Here’s a surprisingly functional way to achieve a forever-organized home!

You don’t need tons of time to achieve the uncluttered, tidy home of your dreams. You just need a strategy to get there– a really simple one that fits into your life without sucking up hours you can’t spare.

What’s pleasantly surprising about having a strategy is that it can turn daily mundane (and often aggravating) moments into opportunities for organization. Having a strategy is about making every moment count. Everyday moments like these…

When you’re waiting for a pot of water to boil…

Take those moments of downtime in the kitchen to do a little organizing. Do you really need that melon baller or — heaven forbid — the banana slicer gag gift you received in last year’s Secret Santa exchange?

Jamie Novak, a professional organizer and author of “Keep This Toss That,” says tackling organization incrementally is the way to go. “Seriously small tasks can make a big difference,” she says, keeping you from having to tackle larger, more daunting jobs later.

When you grab that plastic container with no lid (for the umpteenth time) . . .

Admit it: That $*%#ing lid is never, ever coming back. Instead of tossing that lid-less tub back into your quagmire of plastic parts, permanently banish it, then vow to continue removing every lid or bottom with no mate each time you encounter one (that’s the strategy part). Soon you’ll have a nice tidy cabinet full of matched-up pairs — and it will stay that way if you keep the strategy going.

When you’re brushing your teeth . . .

Rummage through the medicine cabinet for prescriptions and medications that have expired. And don’t forget that many cosmetics and toiletries also have use-by dates. As for that $20 lipstick you bought that made you look like Cruella de Vil but is still hanging around? Either toss it or move it to the box of stuff where you keep your Halloween costumes.

When you’re breaking down yet another Amazon box . . .

Don’t do it. Instead, use it as a donation box. As you encounter things you need to toss that are donate-able during your other organizing and decluttering moments, just put them in the box instead. Amazon is working with Give Back Box to allow consumers to use their boxes to donate and ship (for free!) unwanted clothing and household goods to charity.

When your laundry is clean, but there’s that one lone sock . . .

Toss it. If not in this laundry round, the next one if its mate never arrives. Thank it for its service, and then say goodbye. Same goes for falling-apart-but-matching socks, holey underwear, torn shirts, etc.

When you’re waiting for your hair to soak up conditioner . . .

Thin the herd of shampoos, body wash, and other products that you used maybe once or twice — 6 months ago! — that are still hogging space in your shower. (Bonus: This will also help keep nasty, yucky mold at bay.)

When you’re watching your sports team play on TV . . .

Sort through that ginormous stack of junk mail, catalogs, and circulars. Bring a recycling bin with you to the sofa and go through it during commercials or lulls in the game.
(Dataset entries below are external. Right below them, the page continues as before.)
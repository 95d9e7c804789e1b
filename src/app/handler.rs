use crate::app::event::AppEvent;
use crate::app::state::*;
use crate::ui;
use crossterm::event::{
    Event as CEvent, KeyCode, KeyEvent, KeyEventKind, KeyModifiers, MouseButton, MouseEvent,
    MouseEventKind,
};
use std::rc::Rc;
use viewstate::{toggle, ClassList, ElementStatus};

pub fn handle_event(state: &mut AppState, event: AppEvent) {
    match event {
        AppEvent::Terminal(cevent) => {
            state.dirty = true;
            handle_terminal(state, cevent);
        }
        AppEvent::ViewportSettled => handle_viewport_settled(state),
    }
}

fn handle_terminal(state: &mut AppState, event: CEvent) {
    match event {
        CEvent::Key(key) if key.kind == KeyEventKind::Press => handle_key(state, key),
        CEvent::Mouse(mouse) => handle_mouse(state, mouse),
        CEvent::Resize(cols, rows) => {
            // The dispatcher picks the new size up once the burst settles.
            state.env.resize(state.cell.viewport(cols, rows));
        }
        _ => {}
    }
}

fn handle_key(state: &mut AppState, key: KeyEvent) {
    if key.modifiers.contains(KeyModifiers::CONTROL) && key.code == KeyCode::Char('c') {
        state.should_quit = true;
        return;
    }

    match key.code {
        KeyCode::Char('q') => state.should_quit = true,
        KeyCode::Char(c @ '1'..='9') => {
            let index = c as usize - '1' as usize;
            if index < state.page.tabs.len() {
                activate_tab(state, index);
            }
        }
        KeyCode::Tab => {
            let next = state
                .active_tab()
                .map_or(0, |i| (i + 1) % state.page.tabs.len());
            activate_tab(state, next);
        }
        KeyCode::Char('m') => toggle_menu(state),
        KeyCode::Char('h') => hide_menu(state),
        KeyCode::Char('s') => {
            let status = state.toggle.status();
            state.set_status(format!("menu status: {}", status));
        }
        KeyCode::Esc => clear_menu(state),
        _ => {}
    }
}

fn handle_mouse(state: &mut AppState, mouse: MouseEvent) {
    if mouse.kind != MouseEventKind::Down(MouseButton::Left) {
        return;
    }
    if let Some(index) = ui::tabs::tab_at(&TAB_LABELS, mouse.column, mouse.row) {
        activate_tab(state, index);
    } else if ui::tabs::menu_button_at(&TAB_LABELS, mouse.column, mouse.row) {
        toggle_menu(state);
    }
}

fn activate_tab(state: &mut AppState, index: usize) {
    let tab = Rc::clone(&state.page.tabs[index]);
    state.active_binding.on_click(&mut state.tracker, &tab);
    state.set_status(format!("selected {}", tab.id()));
}

fn toggle_menu(state: &mut AppState) {
    set_menu_status(state, ElementStatus::Show);
}

fn hide_menu(state: &mut AppState) {
    set_menu_status(state, ElementStatus::Hidden);
}

/// Moves the menu status and keeps the button class in step with it: present
/// while shown, absent otherwise. The class is checked before anything
/// changes, so a bad class leaves both untouched.
fn set_menu_status(state: &mut AppState, requested: ElementStatus) {
    let menu = Rc::clone(&state.page.menu_button);
    let class = state.toggle_class.clone();
    let result = toggle::validate_class_name(&class)
        .and_then(|()| state.toggle.toggle_status(requested))
        .and_then(|status| {
            let open = status == ElementStatus::Show;
            if menu.has_class(&class) != open {
                state.toggle.toggle_class(&menu, &class)?;
            }
            Ok(status)
        });
    match result {
        Ok(status) => state.set_status(format!("menu {}", status)),
        Err(e) => state.set_status(e.to_string()),
    }
}

fn clear_menu(state: &mut AppState) {
    let result = state
        .toggle
        .clear_active_class()
        .and_then(|()| state.toggle.toggle_status(ElementStatus::Hidden));
    match result {
        Ok(_) => state.set_status(format!("cleared '{}'", state.toggle.active_class())),
        Err(e) => state.set_status(e.to_string()),
    }
}

fn handle_viewport_settled(state: &mut AppState) {
    match state.viewport.width() {
        Ok(width) => {
            let compact = width <= state.compact_below.px();
            if compact != state.compact {
                tracing::debug!(width, compact, "layout mode changed");
            }
            state.compact = compact;
            state.dirty = true;
        }
        Err(e) => state.set_status(e.to_string()),
    }
}

#[cfg(test)]
mod tests {
    use super::*;
    use crossterm::event::KeyEventState;
    use viewstate::config::AppConfig;
    use viewstate::{Environment, HostEnvironment, Viewport};

    fn new_state(width_cols: u16) -> AppState {
        let config = AppConfig::default();
        let cell = CellSize {
            width_px: config.viewport.cell_width_px,
            height_px: config.viewport.cell_height_px,
        };
        let env = HostEnvironment::browser(cell.viewport(width_cols, 40));
        AppState::new(&config, env)
    }

    fn key(state: &mut AppState, code: KeyCode) {
        let event = KeyEvent {
            code,
            modifiers: KeyModifiers::NONE,
            kind: KeyEventKind::Press,
            state: KeyEventState::NONE,
        };
        handle_event(state, AppEvent::Terminal(CEvent::Key(event)));
    }

    fn click(state: &mut AppState, column: u16, row: u16) {
        let event = MouseEvent {
            kind: MouseEventKind::Down(MouseButton::Left),
            column,
            row,
            modifiers: KeyModifiers::NONE,
        };
        handle_event(state, AppEvent::Terminal(CEvent::Mouse(event)));
    }

    #[test]
    fn test_number_keys_select_one_tab() {
        let mut state = new_state(120);
        key(&mut state, KeyCode::Char('2'));
        key(&mut state, KeyCode::Char('4'));
        let active: Vec<_> = state
            .page
            .tabs
            .iter()
            .map(|t| t.has_class("active"))
            .collect();
        assert_eq!(active, vec![false, false, false, true]);
        assert_eq!(state.active_tab(), Some(3));
    }

    #[test]
    fn test_tab_key_cycles() {
        let mut state = new_state(120);
        key(&mut state, KeyCode::Tab);
        assert_eq!(state.active_tab(), Some(0));
        key(&mut state, KeyCode::Char('4'));
        key(&mut state, KeyCode::Tab);
        assert_eq!(state.active_tab(), Some(0));
    }

    #[test]
    fn test_click_selects_tab() {
        let mut state = new_state(120);
        let (start, _) = ui::tabs::tab_spans(&TAB_LABELS)[2];
        click(&mut state, start + 1, 0);
        assert_eq!(state.active_tab(), Some(2));
        click(&mut state, start + 1, 5);
        assert_eq!(state.active_tab(), Some(2));
    }

    #[test]
    fn test_menu_toggle_and_clear() {
        let mut state = new_state(120);
        key(&mut state, KeyCode::Esc);
        assert_eq!(
            state.status_message.as_deref(),
            Some("precondition violated: the element history is empty")
        );

        key(&mut state, KeyCode::Char('m'));
        assert!(state.menu_open());
        assert!(state.page.menu_button.has_class("open"));

        key(&mut state, KeyCode::Char('m'));
        assert!(!state.menu_open());
        assert!(!state.page.menu_button.has_class("open"));

        key(&mut state, KeyCode::Char('m'));
        key(&mut state, KeyCode::Esc);
        assert!(!state.menu_open());
        assert!(!state.page.menu_button.has_class("open"));
    }

    #[test]
    fn test_hide_then_show_keeps_class_in_step() {
        let mut state = new_state(120);
        key(&mut state, KeyCode::Char('m'));
        assert!(state.menu_open());
        assert!(state.page.menu_button.has_class("open"));

        key(&mut state, KeyCode::Char('h'));
        assert!(!state.menu_open());
        assert!(!state.page.menu_button.has_class("open"));

        key(&mut state, KeyCode::Char('m'));
        assert!(state.menu_open());
        assert!(state.page.menu_button.has_class("open"));

        key(&mut state, KeyCode::Char('h'));
        key(&mut state, KeyCode::Char('h'));
        assert!(!state.menu_open());
        assert!(!state.page.menu_button.has_class("open"));
    }

    #[test]
    fn test_blank_toggle_class_changes_nothing() {
        let mut state = new_state(120);
        state.toggle_class = "  ".to_string();
        key(&mut state, KeyCode::Char('m'));
        assert_eq!(
            state.status_message.as_deref(),
            Some("invalid argument: the class name cannot be empty")
        );
        assert_eq!(*state.menu_status.borrow(), ElementStatus::Default);
        assert!(state.page.menu_button.classes().is_empty());
        assert_eq!(state.toggle.history_len(), 0);
    }

    #[test]
    fn test_status_key_reports_default() {
        let mut state = new_state(120);
        key(&mut state, KeyCode::Char('s'));
        assert_eq!(state.status_message.as_deref(), Some("menu status: default"));
    }

    #[test]
    fn test_settled_viewport_sets_compact() {
        let mut state = new_state(80);
        handle_event(&mut state, AppEvent::ViewportSettled);
        assert!(state.compact);

        let mut wide = new_state(200);
        handle_event(&mut wide, AppEvent::ViewportSettled);
        assert!(!wide.compact);
    }

    #[tokio::test(start_paused = true)]
    async fn test_resize_reaches_dispatcher() {
        let mut state = new_state(80);
        let (tx, mut rx) = tokio::sync::mpsc::unbounded_channel();
        state.watch_viewport(tx).unwrap();
        assert!(matches!(rx.recv().await, Some(AppEvent::ViewportSettled)));

        handle_event(&mut state, AppEvent::Terminal(CEvent::Resize(200, 50)));
        assert_eq!(state.env.measure(), Viewport::new(1600, 800));
        assert!(matches!(rx.recv().await, Some(AppEvent::ViewportSettled)));
        handle_event(&mut state, AppEvent::ViewportSettled);
        assert!(!state.compact);
        assert_eq!(state.viewport.width(), Ok(1600));
    }
}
Toss anything that’s outdated or unnecessary into the recycling bin.

When you’re leaving your house to run errands . . .

Ask yourself, “What can I take to the car/trash/donate bin/library/give back to a friend?” Professional organizer Laura Bostrom who runs Everyday Order says that also extends to rooms inside the house. “Always carry something with you that belongs in another room.”

When you’re putting fresh sheets on the bed . . .

Grab a set of sheets from the far reaches of your closet and ask yourself why you’re not putting those on your bed today. Be honest. If the answer is something that won’t ever change — it’s scratchy or worn or you just hate those stupid flowers — then donate or toss.

When you’re deciding what to wear . . .

Switch out hangers on the clothes you choose to wear. Toss the old hangers, and put new ones (we recommend the thin, felt ones because they take up less room and clothes don’t fall off easily) on the rod to use when the clothes you’re wearing are ready to be hung back up. After a few months, donate everything that’s still on old hangers (and not seasonal must-haves).

When you wake up tomorrow . . .

Remain tuned to other moments that may offer you a chance to finally rid yourself of an organizational mess that’s been bugging you for some time. It’s a strategy, not a to-do list, that’ll make for perpetually well-organized spaces that will make your home even more enjoyable.

You’ll be on your way to the organized, clutter-free home of your dreams!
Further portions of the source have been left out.